Nei reati a dolo specifico, è configurabile il dolo eventuale?
- no, mai: esiste una incompatibilità di fondo tra il “fine di”, che pure si colloca fuori dalla condotta tipica vista dal punto di vista oggettivo, e la mera accettazione del rischio;
- occorre accertare caso per caso, potendo la risposta anche essere affermativa: poiché rispetto al fatto materiale tipico il dolo specifico si pone come ultroneo, tale fatto materiale tipico è invece coperto dal dolo generico, che può anche atteggiarsi in determinati casi a dolo eventuale. In sostanza, nei reati a dolo specifico esistono almeno 2 segmenti del dolo, il primo dei quali, generico (e potenzialmente eventuale) copre il fatto materiale tipico, mentre il secondo (sempre specifico) si colloca fuori ed oltre tale fatto materiale tipico (e non è surrogabile dalla mera accettazione del rischio). Così nel furto deve sempre sussistere l’obiettivo del profitto (segmento specifico del dolo), ma in ordine alla consapevolezza della altruità della cosa oggetto di impossessamento (segmento generico del dolo, potenzialmente eventuale) ci si può accontentare anche del dubbio e dunque dell’accettazione del rischio che la cosa sia di altri.
Il tentativo è compatibile con il dolo eventuale?

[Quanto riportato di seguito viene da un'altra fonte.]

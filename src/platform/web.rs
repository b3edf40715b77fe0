//! Browser driver
//!
//! Owns the per-match resources the sim core can't: the WebSocket, the 50 ms
//! interval and the JS closures behind them. All of it is released from one
//! place, [`Driver::teardown`], so the socket closes exactly once and no timer
//! outlives its match.

use std::cell::RefCell;
use std::rc::{Rc, Weak};

use wasm_bindgen::JsCast;
use wasm_bindgen::prelude::*;
use wasm_bindgen_futures::JsFuture;
use web_sys::{KeyboardEvent, MessageEvent, Request, RequestInit, Response, VisibilityState, WebSocket};

use super::MatchGeneration;
use crate::Millis;
use crate::consts::TICK_INTERVAL_MS;
use crate::error::{StartError, TransportError};
use crate::protocol::MatchStartPayload;
use crate::settings::Settings;
use crate::sim::{Applied, KeyEdge, NoteId, Session};

/// Milliseconds from `performance.now()`
pub fn performance_now() -> Millis {
    web_sys::window()
        .and_then(|w| w.performance())
        .map(|p| p.now())
        .unwrap_or(0.0)
}

/// Logger and panic hook
pub fn init() {
    console_error_panic_hook::set_once();
    if console_log::init_with_level(log::Level::Info).is_err() {
        web_sys::console::warn_1(&"Logger already initialized".into());
    }
}

type SocketHandler = Closure<dyn FnMut(JsValue)>;

struct Driver {
    session: Session,
    generation: MatchGeneration,
    socket: Option<WebSocket>,
    interval: Option<i32>,
    socket_handlers: Vec<SocketHandler>,
    tick_handler: Option<Closure<dyn FnMut()>>,
}

impl Driver {
    fn new(settings: Settings) -> Self {
        Self {
            session: Session::new(settings),
            generation: MatchGeneration::default(),
            socket: None,
            interval: None,
            socket_handlers: Vec::new(),
            tick_handler: None,
        }
    }

    /// Send everything the session has queued
    fn flush(&mut self) {
        let outbound = self.session.drain_outbound();
        let Some(socket) = &self.socket else {
            if !outbound.is_empty() {
                log::debug!("Dropping {} messages, no socket", outbound.len());
            }
            return;
        };
        for msg in outbound {
            match msg.encode() {
                Ok(text) => {
                    if let Err(e) = socket.send_with_str(&text) {
                        log::warn!("Send failed: {:?}", e);
                    }
                }
                Err(e) => log::error!("Could not encode {:?}: {}", msg, e),
            }
        }
    }

    fn stop_interval(&mut self) {
        if let Some(id) = self.interval.take() {
            if let Some(window) = web_sys::window() {
                window.clear_interval_with_handle(id);
            }
        }
    }

    /// Stop the tick and close the socket. Safe to call repeatedly; closures
    /// stay alive until the driver is reset since one may be running now.
    fn teardown(&mut self) {
        self.stop_interval();
        if let Some(socket) = self.socket.take() {
            socket.set_onopen(None);
            socket.set_onmessage(None);
            socket.set_onerror(None);
            socket.set_onclose(None);
            if let Err(e) = socket.close() {
                log::warn!("Socket close failed: {:?}", e);
            }
            self.session.socket_closed();
        }
    }
}

/// The driver, if it is still alive and still running match `generation`
fn live(weak: &Weak<RefCell<Driver>>, generation: MatchGeneration) -> Option<Rc<RefCell<Driver>>> {
    let driver = weak.upgrade()?;
    if !driver.borrow().generation.is(generation) {
        log::debug!("Dropping callback from a replaced match");
        return None;
    }
    Some(driver)
}

impl Drop for Driver {
    fn drop(&mut self) {
        self.teardown();
    }
}

/// Handle the rendering layer holds on to
#[wasm_bindgen]
pub struct BongaloonsClient {
    driver: Rc<RefCell<Driver>>,
}

#[wasm_bindgen]
impl BongaloonsClient {
    #[wasm_bindgen(constructor)]
    pub fn new() -> BongaloonsClient {
        let driver = Rc::new(RefCell::new(Driver::new(Settings::load())));
        setup_input_handlers(Rc::downgrade(&driver));
        setup_auto_pause(Rc::downgrade(&driver));
        BongaloonsClient { driver }
    }

    /// Run the handshake and start a match. Any previous match is ended.
    pub fn start(&self) {
        let generation = {
            let mut d = self.driver.borrow_mut();
            d.session.end_game();
            d.flush();
            d.teardown();
            d.socket_handlers.clear();
            d.tick_handler = None;
            let settings = d.session.settings().clone();
            d.session = Session::new(settings);
            d.session.begin_handshake();
            d.generation.advance()
        };
        let weak = Rc::downgrade(&self.driver);
        wasm_bindgen_futures::spawn_local(async move {
            if let Err(e) = run_handshake(weak.clone(), generation).await {
                if let Some(driver) = live(&weak, generation) {
                    let mut d = driver.borrow_mut();
                    d.session.transport_failed(&e);
                    d.teardown();
                }
            }
        });
    }

    /// Current render snapshot as JSON
    pub fn snapshot_json(&self) -> String {
        let d = self.driver.borrow();
        serde_json::to_string(&d.session.snapshot(performance_now())).unwrap_or_else(|e| {
            log::error!("Snapshot encode failed: {}", e);
            String::from("null")
        })
    }

    /// Returns the new paused flag
    pub fn toggle_pause(&self) -> bool {
        let mut d = self.driver.borrow_mut();
        let paused = d.session.toggle_pause(performance_now()).unwrap_or(false);
        d.flush();
        paused
    }

    /// How long the current pause has lasted
    pub fn paused_for_ms(&self) -> f64 {
        self.driver.borrow().session.paused_for(performance_now())
    }

    /// Hide a note once the renderer has resolved it
    pub fn retire(&self, id: usize) {
        self.driver.borrow_mut().session.retire(NoteId(id));
    }

    pub fn end_game(&self) {
        let mut d = self.driver.borrow_mut();
        d.session.end_game();
        d.flush();
        d.teardown();
    }
}

impl Default for BongaloonsClient {
    fn default() -> Self {
        Self::new()
    }
}

async fn fetch_text(request: JsValue, stage: fn(String) -> TransportError) -> Result<(String, bool), TransportError> {
    let window = web_sys::window().ok_or_else(|| stage("no window".into()))?;
    let promise = match request.dyn_into::<Request>() {
        Ok(req) => window.fetch_with_request(&req),
        Err(url) => window.fetch_with_str(&url.as_string().unwrap_or_default()),
    };
    let resp: Response = JsFuture::from(promise)
        .await
        .map_err(|e| stage(format!("{:?}", e)))?
        .dyn_into()
        .map_err(|e| stage(format!("{:?}", e)))?;
    let ok = resp.ok();
    let text_promise = resp.text().map_err(|e| stage(format!("{:?}", e)))?;
    let text = JsFuture::from(text_promise)
        .await
        .map_err(|e| stage(format!("{:?}", e)))?
        .as_string()
        .unwrap_or_default();
    Ok((text, ok))
}

/// Health check, then open the socket. The start request is issued from the
/// socket's open handler.
async fn run_handshake(weak: Weak<RefCell<Driver>>, generation: MatchGeneration) -> Result<(), TransportError> {
    let Some(driver) = live(&weak, generation) else { return Ok(()) };
    let settings = driver.borrow().session.settings().clone();
    drop(driver);

    let (_, ok) = fetch_text(settings.health_url().into(), TransportError::HealthCheck).await?;
    if !ok {
        return Err(TransportError::HealthCheck("backend not healthy".into()));
    }

    let Some(driver) = live(&weak, generation) else { return Ok(()) };
    let mut d = driver.borrow_mut();
    if !d.session.health_ok() {
        return Ok(());
    }
    // One socket per match
    d.teardown();

    log::info!("Opening {}", settings.socket_url());
    let socket = WebSocket::new(&settings.socket_url()).map_err(|e| TransportError::Socket(format!("{:?}", e)))?;

    let on_open = {
        let weak = weak.clone();
        SocketHandler::new(move |_: JsValue| {
            let Some(driver) = live(&weak, generation) else { return };
            if !driver.borrow_mut().session.socket_opened() {
                return;
            }
            let weak = weak.clone();
            wasm_bindgen_futures::spawn_local(async move {
                if let Err(e) = request_start(weak.clone(), generation).await {
                    if let Some(driver) = live(&weak, generation) {
                        let mut d = driver.borrow_mut();
                        d.session.transport_failed(&e);
                        d.teardown();
                    }
                }
            });
        })
    };
    let on_message = {
        let weak = weak.clone();
        SocketHandler::new(move |event: JsValue| {
            let Some(driver) = live(&weak, generation) else { return };
            let Some(text) = event.dyn_into::<MessageEvent>().ok().and_then(|m| m.data().as_string()) else {
                return;
            };
            let mut d = driver.borrow_mut();
            match d.session.apply_text(&text) {
                Ok(Applied::GameOver) => {
                    d.stop_interval();
                }
                Ok(_) => {}
                Err(e) => log::warn!("Bad frame from backend: {}", e),
            }
        })
    };
    let on_error = {
        let weak = weak.clone();
        SocketHandler::new(move |_: JsValue| {
            let Some(driver) = live(&weak, generation) else { return };
            let mut d = driver.borrow_mut();
            d.session.transport_failed(&TransportError::Socket("socket error".into()));
            d.teardown();
        })
    };
    let on_close = {
        let weak = weak.clone();
        SocketHandler::new(move |_: JsValue| {
            let Some(driver) = live(&weak, generation) else { return };
            let mut d = driver.borrow_mut();
            d.session.socket_closed();
            d.teardown();
        })
    };

    socket.set_onopen(Some(on_open.as_ref().unchecked_ref()));
    socket.set_onmessage(Some(on_message.as_ref().unchecked_ref()));
    socket.set_onerror(Some(on_error.as_ref().unchecked_ref()));
    socket.set_onclose(Some(on_close.as_ref().unchecked_ref()));
    d.socket_handlers = vec![on_open, on_message, on_error, on_close];
    d.socket = Some(socket);
    Ok(())
}

/// POST the start request and begin the driver tick
async fn request_start(weak: Weak<RefCell<Driver>>, generation: MatchGeneration) -> Result<(), TransportError> {
    let Some(driver) = live(&weak, generation) else { return Ok(()) };
    if !driver.borrow().session.may_request_start() {
        return Ok(());
    }
    let url = driver.borrow().session.settings().start_url();
    drop(driver);

    let opts = RequestInit::new();
    opts.set_method("POST");
    let request = Request::new_with_str_and_init(&url, &opts)
        .map_err(|e| TransportError::StartRequest(format!("{:?}", e)))?;
    let (body, ok) = fetch_text(request.into(), TransportError::StartRequest).await?;
    if !ok {
        return Err(TransportError::StartRequest(format!("bad status: {}", body)));
    }
    let payload = MatchStartPayload::decode(&body).map_err(|e| TransportError::Decode(e.to_string()))?;

    let Some(driver) = live(&weak, generation) else { return Ok(()) };
    let mut d = driver.borrow_mut();
    match d.session.start_match(&payload, performance_now()) {
        Ok(()) => {}
        // Already logged by the session; the running match (if any) is kept
        Err(StartError::SocketNotReady) => return Ok(()),
        Err(_) => {
            d.teardown();
            return Ok(());
        }
    }

    let tick = {
        let weak = weak.clone();
        Closure::<dyn FnMut()>::new(move || {
            let Some(driver) = live(&weak, generation) else { return };
            let mut d = driver.borrow_mut();
            d.session.tick(performance_now());
            d.flush();
            if !d.session.is_running() {
                d.stop_interval();
            }
        })
    };
    let window = web_sys::window().ok_or_else(|| TransportError::StartRequest("no window".into()))?;
    let id = window
        .set_interval_with_callback_and_timeout_and_arguments_0(
            tick.as_ref().unchecked_ref(),
            TICK_INTERVAL_MS as i32,
        )
        .map_err(|e| TransportError::StartRequest(format!("{:?}", e)))?;
    d.interval = Some(id);
    d.tick_handler = Some(tick);
    Ok(())
}

fn setup_input_handlers(weak: Weak<RefCell<Driver>>) {
    let Some(window) = web_sys::window() else { return };
    for (event_name, edge) in [("keydown", KeyEdge::Down), ("keyup", KeyEdge::Up)] {
        let weak = weak.clone();
        let closure = Closure::<dyn FnMut(_)>::new(move |event: KeyboardEvent| {
            let Some(driver) = weak.upgrade() else { return };
            let mut d = driver.borrow_mut();
            if d.session.on_key(&event.key(), edge, performance_now()).is_some() {
                event.prevent_default();
                d.flush();
            }
        });
        let _ = window.add_event_listener_with_callback(event_name, closure.as_ref().unchecked_ref());
        closure.forget();
    }
}

/// Pause and release held lanes when the page loses focus
fn setup_auto_pause(weak: Weak<RefCell<Driver>>) {
    let Some(window) = web_sys::window() else { return };

    let on_hidden = {
        let weak = weak.clone();
        Closure::<dyn FnMut(_)>::new(move |_event: web_sys::Event| {
            let hidden = web_sys::window()
                .and_then(|w| w.document())
                .map(|doc| doc.visibility_state() == VisibilityState::Hidden)
                .unwrap_or(false);
            if !hidden {
                return;
            }
            let Some(driver) = weak.upgrade() else { return };
            let mut d = driver.borrow_mut();
            d.session.release_keys();
            if d.session.pause(performance_now()) {
                log::info!("Auto-paused (tab hidden)");
            }
            d.flush();
        })
    };
    if let Some(document) = window.document() {
        let _ = document.add_event_listener_with_callback("visibilitychange", on_hidden.as_ref().unchecked_ref());
    }
    on_hidden.forget();

    let on_blur = Closure::<dyn FnMut(_)>::new(move |_event: web_sys::FocusEvent| {
        let Some(driver) = weak.upgrade() else { return };
        let mut d = driver.borrow_mut();
        d.session.release_keys();
        if d.session.pause(performance_now()) {
            log::info!("Auto-paused (window blur)");
        }
        d.flush();
    });
    let _ = window.add_event_listener_with_callback("blur", on_blur.as_ref().unchecked_ref());
    on_blur.forget();
}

- no: il tentativo presuppone una direzionalità finalistica degli atti – che devono essere idonei ed inequivoci – onde esso è compatibile con il dolo intenzionale e con quello diretto, mentre è incompatibile con il dolo eventuale e con la colpa anche cosciente (tesi soggettiva tradizionale); del resto, il tentativo deve assumersi come fattispecie autonoma, qualitativamente diversa ed affrancata dalla corrispondente fattispecie consumata, e dunque dotata di una propria oggettività e di una propria componente soggettiva tipica, connotata dalla intenzionalità di chi agisce in vista della finalizzazione penalmente sanzionata, che al fondo non trova luogo a cagione del sopravvenire di evenienze estranee alla effettiva volontà (finalistica) del soggetto agente, che a quest’ultima si sovrappongono elidendola; si tratta di una tesi più garantista e meno attenta alla pericolosità sociale di determinate condotte preordinate al delitto;
- si: un atto può assumersi univoco già sul crinale oggettivo, per come si presenta, senza necessità di indagare l’atteggiamento psicologico di chi lo pone in essere, in quanto è la semplice probabilità a far presagire, nell’osservarlo per come è stato posto in essere in concreto e dalle circostanze che lo circondano, che da esso possa scaturire l’evento che è consumazione, il quale ultimo non si verifica solo per ragioni indipendenti dall’autore dell’atto considerato; su questo crinale, è ben possibile che un atto sia univoco nel senso di palesare in modo non equivoco che il soggetto agente intende accettare il rischio che l’evento di consumazione si verifichi, anche se non vuole coscientemente e in via diretta tale evento consumativo (tesi oggettiva): del resto, il tentativo si distingue dal delitto consumato solo da un punto di vista quantitativo, mancando solo la condotta penalmente sanzionata (reati di pura condotta) o l’evento penalmente sanzionato (reati di evento) ovvero, in modo più semplice, mancando il raggiungimento di quello stadio dell’inadempimento penalmente sanzionato che corrisponde alla consumazione, e fermandosi ad uno stadio di inadempimento (già penalmente sanzionato) che corrisponde appunto al tentativo; se così è, come ogni forma di dolo è compatibile con il delitto consumato, così ogni forma di dolo (seppure in minus) è compatibile con il delitto tentato, ivi compreso il dolo eventuale; si tratta di una tesi più rigorosa e più attenta alla pericolosità sociale di determinate condotte preordinate al delitto.